> ASSIGNMENT
Find the string "body" in the records. Copy every line it appears in.

Start of Block

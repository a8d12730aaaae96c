//! Static HTTP fetch strategy.

use async_trait::async_trait;
use std::time::Duration;
use tracing::{debug, warn};

use crate::error::{FetchError, FetchResult};
use crate::traits::Fetcher;
use crate::types::{ContentKind, FetchedContent};

const DEFAULT_USER_AGENT: &str =
    "Mozilla/5.0 (Macintosh; Intel Mac OS X 10_15_7) AppleWebKit/537.36";

/// Fetcher for static pages: a plain HTTP GET, no script execution.
///
/// Fast and sufficient for server-rendered sites. For pages that require
/// JavaScript, configure the pipeline with
/// [`RenderFetcher`](crate::fetchers::RenderFetcher) instead.
pub struct HttpFetcher {
    client: reqwest::Client,
    user_agent: String,
}

impl Default for HttpFetcher {
    fn default() -> Self {
        Self::new()
    }
}

impl HttpFetcher {
    /// Create a fetcher with default settings.
    pub fn new() -> Self {
        Self {
            client: reqwest::Client::builder()
                .build()
                .expect("Failed to create HTTP client"),
            user_agent: DEFAULT_USER_AGENT.to_string(),
        }
    }

    /// Set a custom user agent.
    pub fn with_user_agent(mut self, user_agent: impl Into<String>) -> Self {
        self.user_agent = user_agent.into();
        self
    }

    /// Set a custom HTTP client.
    pub fn with_client(mut self, client: reqwest::Client) -> Self {
        self.client = client;
        self
    }
}

#[async_trait]
impl Fetcher for HttpFetcher {
    async fn fetch(&self, url: &str, timeout: Duration) -> FetchResult<FetchedContent> {
        debug!(url = %url, "static fetch starting");

        let response = self
            .client
            .get(url)
            .timeout(timeout)
            .header("User-Agent", &self.user_agent)
            .send()
            .await
            .map_err(|e| {
                warn!(url = %url, error = %e, "HTTP request failed");
                if e.is_timeout() {
                    FetchError::Timeout {
                        url: url.to_string(),
                    }
                } else {
                    FetchError::Http(Box::new(e))
                }
            })?;

        let status = response.status();
        if !status.is_success() {
            return Err(FetchError::Status {
                url: url.to_string(),
                status: status.as_u16(),
            });
        }

        let content_type = response
            .headers()
            .get("content-type")
            .and_then(|v| v.to_str().ok())
            .map(|s| s.to_string());

        let final_url = response.url().to_string();

        let body = response.text().await.map_err(|e| {
            if e.is_timeout() {
                FetchError::Timeout {
                    url: url.to_string(),
                }
            } else {
                FetchError::Http(Box::new(e))
            }
        })?;

        debug!(url = %url, bytes = body.len(), "static fetch complete");

        let mut page = FetchedContent::new(url, body, ContentKind::Static)
            .with_metadata("http_status", status.as_u16().to_string())
            .with_metadata("final_url", final_url);

        if let Some(ct) = content_type {
            page = page.with_content_type(ct);
        }

        Ok(page)
    }

    fn kind(&self) -> ContentKind {
        ContentKind::Static
    }

    fn name(&self) -> &str {
        "http"
    }
}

End of Block

> FINISHED TASK
        let body = response.text().await.map_err(|e| {
        debug!(url = %url, bytes = body.len(), "static fetch complete");
        let mut page = FetchedContent::new(url, body, ContentKind::Static)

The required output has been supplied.